Highlights of Science 2016

Salutations,

We all know that 2016 wasn’t the best year in the history of time for several reasons, but I have found a wonderful article in the Focus magazine describing all the best innovations and achievements of science in 2016.

Primarily, as I wrote a blog post on earlier this year, the Juno lander made it to Jupiter! The 5 year journey finally ended in July when the probe completed its first ‘flyby’, passing as close as 4200km to the clouds at more than 200,000km/h. Just unfathomable speed! During its mission, the Juno probe will measure ‘the planet’s magnetic field, atmospheric conditions and landscape.’ The highlight for many scientists has been seeing the pictures taken by Juno, and visualising what Jupiter is really like when you’re up close and personal. It will complete 36 ‘flybys’ before it crashes into the planet in February 2018. I can’t wait to see what it will complete and what discoveries it will make before then.

Another astonishing and rather under acknowledged achievement of 2016 was that in Sao Paulo, Brazil 8 paraplegics have taught themselves how to walk again. Thanks to advances in technology, virtual reality and robotics have been used to make the brain remember how to walk. When a paraplegic tells its legs to ‘walk,’ there is no response, but when virtual reality is used and the patient visualises their legs moving regularly, the brain reorganises its electrical commands and sends new signals to the remaining nerves in the legs. The article describes how the most successful patient can now drive- such progression in science is astonishing!

Of course, the news all physicists will be demanding to hear in this blog is that of the detection of gravitational waves. Einstein predicted their existence over a century ago in his theory of general relativity, but they were detected for the first time by LIGO (Laser Inferometer Gravitational-Wave Observatory) in February. Gravitational waves indicate an amalgamation of space and time, and is very rare due to the large collision courses required. However, despite the waves’ weakness, the waves were detected when two black holes ’29 and 36 times the mass of our sun’ collided 1.3 billion light years away. The team at LIGO have witnessed the gravitational waves a second time in a smaller black hole collision, and there are hopes that in the future it will be possible to see gravitational waves originating from the mergence of neutron stars- an enthralling prospect!

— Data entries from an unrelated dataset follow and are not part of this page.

//! Bytecode instruction set for the Somnia VM
//!
//! A stack machine with call frames. Opcodes are single bytes; operands are
//! big-endian and immediately follow the opcode. Jump targets are absolute
//! offsets into the current function's code.

use crate::error::VmError;

#[repr(u8)]
#[derive(Debug, Clone, Copy, PartialEq, Eq)]
pub enum Opcode {
    Nop = 0x00,

    // Constants
    /// Push null
    ConstNull = 0x01,
    /// Push true
    ConstTrue = 0x02,
    /// Push false
    ConstFalse = 0x03,
    /// Push an Int constant
    /// Operand: u16 (constant pool index)
    ConstInt = 0x04,
    /// Push a Long constant
    /// Operand: u16 (constant pool index)
    ConstLong = 0x05,
    /// Push a Double constant
    /// Operand: u16 (constant pool index)
    ConstDouble = 0x06,
    /// Push a String constant
    /// Operand: u16 (constant pool index)
    ConstString = 0x07,

    // Stack manipulation
    Pop = 0x10,
    Dup = 0x11,
    Swap = 0x12,

    // Locals and globals
    /// Operand: u8 (local slot)
    LoadLocal = 0x20,
    /// Operand: u8 (local slot)
    StoreLocal = 0x21,
    /// Operand: u16 (constant pool index of the global's name)
    LoadGlobal = 0x22,
    /// Operand: u16 (constant pool index of the global's name)
    StoreGlobal = 0x23,

    // Arithmetic (binary ops pop 2, push 1; Neg pops 1, pushes 1)
    Add = 0x30,
    Sub = 0x31,
    Mul = 0x32,
    Div = 0x33,
    Mod = 0x34,
    Neg = 0x35,

    // Comparison (pop 2, push 1 bool)
    Eq = 0x40,
    Ne = 0x41,
    Lt = 0x42,
    Gt = 0x43,
    Le = 0x44,
    Ge = 0x45,

    // Logical (And/Or pop 2, Not pops 1; all push 1 bool)
    And = 0x50,
    Or = 0x51,
    Not = 0x52,

    // Control flow
    /// Operand: u16 (absolute offset in the current function)
    Jump = 0x60,
    /// Pops the condition
    /// Operand: u16 (absolute offset)
    JumpIfTrue = 0x61,
    /// Pops the condition
    /// Operand: u16 (absolute offset)
    JumpIfFalse = 0x62,

    // Calls
    /// Call a compiled function; arguments are on the stack in order
    /// Operands: u16 (function index), u8 (arg count)
    /// Stack: [arg0, .., argN] -> [result]
    Call = 0x70,
    /// Call a native by name; always pushes a result (null for void natives)
    /// Operands: u16 (constant pool index of the name), u8 (arg count)
    CallNative = 0x71,
    /// Return top of stack to the caller
    Return = 0x72,
    /// Return null to the caller
    ReturnVoid = 0x73,

    // Objects
    /// Push a new empty object
    NewObject = 0x80,
    /// Operand: u16 (constant pool index of the field name)
    /// Stack: [obj] -> [value]
    GetField = 0x81,
    /// Operand: u16 (constant pool index of the field name)
    /// Stack: [obj, value] -> []
    SetField = 0x82,

    // Arrays
    /// Push a new empty array
    NewArray = 0x90,
    /// Stack: [arr, index] -> [value]
    ArrayGet = 0x91,
    /// Stack: [arr, index, value] -> []
    ArraySet = 0x92,
    /// Stack: [arr] -> [length]
    ArrayLen = 0x93,

    // I/O
    Print = 0xA0,
    Println = 0xA1,
    ReadLine = 0xA2,

    Halt = 0xFF,
}

impl Opcode {
    pub fn from_u8(byte: u8) -> Result<Self, VmError> {
        match byte {
            0x00 => Ok(Opcode::Nop),
            0x01 => Ok(Opcode::ConstNull),
            0x02 => Ok(Opcode::ConstTrue),
            0x03 => Ok(Opcode::ConstFalse),
            0x04 => Ok(Opcode::ConstInt),
            0x05 => Ok(Opcode::ConstLong),
            0x06 => Ok(Opcode::ConstDouble),
            0x07 => Ok(Opcode::ConstString),
            0x10 => Ok(Opcode::Pop),
            0x11 => Ok(Opcode::Dup),
            0x12 => Ok(Opcode::Swap),
            0x20 => Ok(Opcode::LoadLocal),
            0x21 => Ok(Opcode::StoreLocal),
            0x22 => Ok(Opcode::LoadGlobal),
            0x23 => Ok(Opcode::StoreGlobal),
            0x30 => Ok(Opcode::Add),
            0x31 => Ok(Opcode::Sub),
            0x32 => Ok(Opcode::Mul),
            0x33 => Ok(Opcode::Div),
            0x34 => Ok(Opcode::Mod),
            0x35 => Ok(Opcode::Neg),
            0x40 => Ok(Opcode::Eq),
            0x41 => Ok(Opcode::Ne),
            0x42 => Ok(Opcode::Lt),
            0x43 => Ok(Opcode::Gt),
            0x44 => Ok(Opcode::Le),
            0x45 => Ok(Opcode::Ge),
            0x50 => Ok(Opcode::And),
            0x51 => Ok(Opcode::Or),
            0x52 => Ok(Opcode::Not),
            0x60 => Ok(Opcode::Jump),
            0x61 => Ok(Opcode::JumpIfTrue),
            0x62 => Ok(Opcode::JumpIfFalse),
            0x70 => Ok(Opcode::Call),
            0x71 => Ok(Opcode::CallNative),
            0x72 => Ok(Opcode::Return),
            0x73 => Ok(Opcode::ReturnVoid),
            0x80 => Ok(Opcode::NewObject),
            0x81 => Ok(Opcode::GetField),
            0x82 => Ok(Opcode::SetField),
            0x90 => Ok(Opcode::NewArray),
            0x91 => Ok(Opcode::ArrayGet),
            0x92 => Ok(Opcode::ArraySet),
            0x93 => Ok(Opcode::ArrayLen),
            0xA0 => Ok(Opcode::Print),
            0xA1 => Ok(Opcode::Println),
            0xA2 => Ok(Opcode::ReadLine),
            0xFF => Ok(Opcode::Halt),
            _ => Err(VmError::UnknownOpcode(byte)),
        }
    }

    /// Number of operand bytes following this opcode
    pub fn operand_size(&self) -> usize {
        match self {
            Opcode::ConstInt
            | Opcode::ConstLong
            | Opcode::ConstDouble
            | Opcode::ConstString
            | Opcode::LoadGlobal
            | Opcode::StoreGlobal
            | Opcode::Jump
            | Opcode::JumpIfTrue
            | Opcode::JumpIfFalse
            | Opcode::GetField
            | Opcode::SetField => 2,

            Opcode::LoadLocal | Opcode::StoreLocal => 1,

            // u16 target + u8 arg count
            Opcode::Call | Opcode::CallNative => 3,

            _ => 0,
        }
    }
}

/// Read a big-endian u16 from a code stream
#[inline]
pub fn read_u16(code: &[u8], offset: usize) -> Result<u16, VmError> {
    if offset + 2 > code.len() {
        return Err(VmError::TruncatedBytecode { context: "u16 operand" });
    }
    Ok(u16::from_be_bytes([code[offset], code[offset + 1]]))
}

/// Read a u8 from a code stream
#[inline]
pub fn read_u8(code: &[u8], offset: usize) -> Result<u8, VmError> {
    if offset >= code.len() {
        return Err(VmError::TruncatedBytecode { context: "u8 operand" });
    }
    Ok(code[offset])
}

#[cfg(test)]
mod tests {
    use super::*;

    #[test]
    fn test_opcode_roundtrip() {
        let opcodes = [
            Opcode::Nop,
            Opcode::ConstString,
            Opcode::LoadLocal,
            Opcode::StoreGlobal,
            Opcode::Add,
            Opcode::JumpIfFalse,
            Opcode::Call,
            Opcode::ArraySet,
            Opcode::Println,
            Opcode::Halt,
        ];

        for opcode in opcodes {
            let byte = opcode as u8;
            let parsed = Opcode::from_u8(byte).unwrap();
            assert_eq!(opcode, parsed);
        }
    }

    #[test]
    fn test_invalid_opcode() {
        assert_eq!(Opcode::from_u8(0xCC), Err(VmError::UnknownOpcode(0xCC)));
    }

    #[test]
    fn test_operand_sizes() {
        assert_eq!(Opcode::ConstInt.operand_size(), 2);
        assert_eq!(Opcode::LoadLocal.operand_size(), 1);
        assert_eq!(Opcode::Call.operand_size(), 3);
        assert_eq!(Opcode::CallNative.operand_size(), 3);
        assert_eq!(Opcode::Add.operand_size(), 0);
        assert_eq!(Opcode::Halt.operand_size(), 0);
    }

    #[test]
    fn test_read_helpers_big_endian() {
        let code = [0x01, 0x02, 0x03];
        assert_eq!(read_u16(&code, 0).unwrap(), 0x0102);
        assert_eq!(read_u16(&code, 1).unwrap(), 0x0203);
        assert_eq!(read_u8(&code, 2).unwrap(), 0x03);
        assert!(read_u16(&code, 2).is_err());
        assert!(read_u8(&code, 3).is_err());
    }
}
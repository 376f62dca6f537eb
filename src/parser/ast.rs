//! AST definitions for the Somnia language
//!
//! Every node carries the 1-indexed source line it started on, which flows
//! into runtime and compile errors.

use std::fmt;
use std::rc::Rc;

/// Literal values as they appear in source
#[derive(Debug, Clone, PartialEq)]
pub enum Literal {
    Null,
    Bool(bool),
    Number(f64),
    Str(String),
}

/// Binary operators
#[derive(Debug, Clone, Copy, PartialEq, Eq)]
pub enum BinaryOp {
    Add,
    Sub,
    Mul,
    Div,
    Mod,
    Eq,
    Ne,
    Lt,
    Le,
    Gt,
    Ge,
    And,
    Or,
    In,
}

/// Unary operators
#[derive(Debug, Clone, Copy, PartialEq, Eq)]
pub enum UnaryOp {
    Neg,
    Not,
}

impl fmt::Display for BinaryOp {
    fn fmt(&self, f: &mut fmt::Formatter<'_>) -> fmt::Result {
        let s = match self {
            BinaryOp::Add => "+",
            BinaryOp::Sub => "-",
            BinaryOp::Mul => "*",
            BinaryOp::Div => "/",
            BinaryOp::Mod => "%",
            BinaryOp::Eq => "==",
            BinaryOp::Ne => "!=",
            BinaryOp::Lt => "<",
            BinaryOp::Le => "<=",
            BinaryOp::Gt => ">",
            BinaryOp::Ge => ">=",
            BinaryOp::And => "and",
            BinaryOp::Or => "or",
            BinaryOp::In => "in",
        };
        write!(f, "{}", s)
    }
}

impl fmt::Display for UnaryOp {
    fn fmt(&self, f: &mut fmt::Formatter<'_>) -> fmt::Result {
        match self {
            UnaryOp::Neg => write!(f, "-"),
            UnaryOp::Not => write!(f, "not"),
        }
    }
}

/// Expressions
#[derive(Debug, Clone, PartialEq)]
pub enum Expr {
    Literal {
        value: Literal,
        line: u32,
    },

    Variable {
        name: String,
        line: u32,
    },

    Binary {
        op: BinaryOp,
        left: Box<Expr>,
        right: Box<Expr>,
        line: u32,
    },

    Unary {
        op: UnaryOp,
        operand: Box<Expr>,
        line: u32,
    },

    /// Call with an arbitrary callee: `f(x)`, `obj.method(x)`, `fs[0]()`
    Call {
        callee: Box<Expr>,
        args: Vec<Expr>,
        line: u32,
    },

    /// Member access: `expr.name`
    Get {
        object: Box<Expr>,
        name: String,
        line: u32,
    },

    /// Member assignment: `expr.name = value`; evaluates to the value
    Set {
        object: Box<Expr>,
        name: String,
        value: Box<Expr>,
        line: u32,
    },

    /// Index access: `expr[index]`
    Index {
        object: Box<Expr>,
        index: Box<Expr>,
        line: u32,
    },

    /// Index assignment: `expr[index] = value`; evaluates to the value
    IndexSet {
        object: Box<Expr>,
        index: Box<Expr>,
        value: Box<Expr>,
        line: u32,
    },

    /// List literal: `[a, b, c]`
    ListLit {
        items: Vec<Expr>,
        line: u32,
    },

    /// Map literal: `{"key": value}`; keys are string literals
    MapLit {
        entries: Vec<(String, Expr)>,
        line: u32,
    },

    /// Object literal: `ClassName { field: value }`
    ObjectLit {
        class_name: String,
        fields: Vec<(String, Expr)>,
        line: u32,
    },

    /// Anonymous function: `fun (a, b) { ... }`
    Lambda {
        params: Vec<String>,
        body: Rc<Vec<Stmt>>,
        line: u32,
    },

    /// Conditional expression: `if cond then a else b`
    IfElse {
        condition: Box<Expr>,
        then_branch: Box<Expr>,
        else_branch: Box<Expr>,
        line: u32,
    },
}

impl Expr {
    /// Source line the expression starts on
    pub fn line(&self) -> u32 {
        match self {
            Expr::Literal { line, .. }
            | Expr::Variable { line, .. }
            | Expr::Binary { line, .. }
            | Expr::Unary { line, .. }
            | Expr::Call { line, .. }
            | Expr::Get { line, .. }
            | Expr::Set { line, .. }
            | Expr::Index { line, .. }
            | Expr::IndexSet { line, .. }
            | Expr::ListLit { line, .. }
            | Expr::MapLit { line, .. }
            | Expr::ObjectLit { line, .. }
            | Expr::Lambda { line, .. }
            | Expr::IfElse { line, .. } => *line,
        }
    }
}

/// A named function declaration; also used for class and extension methods
#[derive(Debug, Clone, PartialEq)]
pub struct FunDecl {
    pub name: String,
    pub params: Vec<String>,
    pub body: Rc<Vec<Stmt>>,
    pub line: u32,
}

/// Statements
#[derive(Debug, Clone, PartialEq)]
pub enum Stmt {
    Expr {
        expr: Expr,
        line: u32,
    },

    /// `var name` or `var name = expr`
    Var {
        name: String,
        initializer: Option<Expr>,
        line: u32,
    },

    /// `const name = expr`
    Const {
        name: String,
        value: Expr,
        line: u32,
    },

    /// `name = expr` reassignment
    Assign {
        name: String,
        value: Expr,
        line: u32,
    },

    Block {
        statements: Vec<Stmt>,
        line: u32,
    },

    If {
        condition: Expr,
        then_branch: Box<Stmt>,
        else_branch: Option<Box<Stmt>>,
        line: u32,
    },

    /// `when cond => body`; `default => body` desugars to `when true`
    When {
        condition: Expr,
        body: Box<Stmt>,
        line: u32,
    },

    While {
        condition: Expr,
        body: Box<Stmt>,
        line: u32,
    },

    /// `for name in iterable { ... }`
    For {
        name: String,
        iterable: Expr,
        body: Box<Stmt>,
        line: u32,
    },

    Return {
        value: Option<Expr>,
        line: u32,
    },

    Fun(FunDecl),

    Class {
        name: String,
        fields: Vec<(String, Option<Expr>)>,
        methods: Vec<FunDecl>,
        line: u32,
    },

    /// `extend ClassName { method ... }`
    Extend {
        class_name: String,
        methods: Vec<FunDecl>,
        line: u32,
    },

    /// `import "path"`
    Import {
        path: String,
        line: u32,
    },

    /// `export a, b, c`
    Export {
        names: Vec<String>,
        line: u32,
    },

    /// `test "name" { ... }`
    Test {
        name: String,
        body: Vec<Stmt>,
        line: u32,
    },

    /// `type Name = definition`; recorded but not enforced
    Type {
        name: String,
        definition: String,
        line: u32,
    },

    Try {
        body: Vec<Stmt>,
        catch_var: Option<String>,
        catch_body: Vec<Stmt>,
        line: u32,
    },

    Assert {
        expr: Expr,
        line: u32,
    },

    /// `delete map[key]`
    Delete {
        object: Expr,
        key: Expr,
        line: u32,
    },

    /// `native fun name(params)` declaration
    NativeFun {
        name: String,
        params: Vec<String>,
        line: u32,
    },
}

impl Stmt {
    /// Source line the statement starts on
    pub fn line(&self) -> u32 {
        match self {
            Stmt::Expr { line, .. }
            | Stmt::Var { line, .. }
            | Stmt::Const { line, .. }
            | Stmt::Assign { line, .. }
            | Stmt::Block { line, .. }
            | Stmt::If { line, .. }
            | Stmt::When { line, .. }
            | Stmt::While { line, .. }
            | Stmt::For { line, .. }
            | Stmt::Return { line, .. }
            | Stmt::Class { line, .. }
            | Stmt::Extend { line, .. }
            | Stmt::Import { line, .. }
            | Stmt::Export { line, .. }
            | Stmt::Test { line, .. }
            | Stmt::Type { line, .. }
            | Stmt::Try { line, .. }
            | Stmt::Assert { line, .. }
            | Stmt::Delete { line, .. }
            | Stmt::NativeFun { line, .. } => *line,
            Stmt::Fun(decl) => decl.line,
        }
    }
}

#[cfg(test)]
mod tests {
    use super::*;

    #[test]
    fn test_binary_op_display() {
        assert_eq!(BinaryOp::Add.to_string(), "+");
        assert_eq!(BinaryOp::Ne.to_string(), "!=");
        assert_eq!(BinaryOp::And.to_string(), "and");
        assert_eq!(BinaryOp::In.to_string(), "in");
    }

    #[test]
    fn test_unary_op_display() {
        assert_eq!(UnaryOp::Neg.to_string(), "-");
        assert_eq!(UnaryOp::Not.to_string(), "not");
    }

    #[test]
    fn test_expr_line() {
        let expr = Expr::Binary {
            op: BinaryOp::Add,
            left: Box::new(Expr::Literal {
                value: Literal::Number(1.0),
                line: 3,
            }),
            right: Box::new(Expr::Literal {
                value: Literal::Number(2.0),
                line: 3,
            }),
            line: 3,
        };
        assert_eq!(expr.line(), 3);
    }

    #[test]
    fn test_stmt_line() {
        let stmt = Stmt::Fun(FunDecl {
            name: "f".to_string(),
            params: vec![],
            body: Rc::new(vec![]),
            line: 9,
        });
        assert_eq!(stmt.line(), 9);
    }
}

Furthermore, mice have been grown from lab grown eggs. The article explains how in October, pups were born from this controversial method. Skin cells were taken from the tails of mice and transformed into ‘induced pluripotent stem cells.’ These cells behave like embryonic stem cells and can form any cell. The cells started dividing once hormones had been given from mouse ovaries and then, using IVF, the mice were born. Unfortunately only 11 in 300 embryos survived but this pathway prevents the need for egg donors in the future.

Finally,  scientists have always struggled to tell which sex dinosaurs were due to lack of remaining soft tissue and organs. However, in 2016, a fossil was found containing medullary tissue which provides the calcium needed to create egg shells. It was found in Montana and holds similarities with modern chickens, so hopefully in the future it will be much easier or even simple to tell whether a fossil belongs to a male or female.

Despite the atrocities in 2016, science muddled through and significant breakthroughs were made. Let’s hope 2017 will be even more prosperous for science!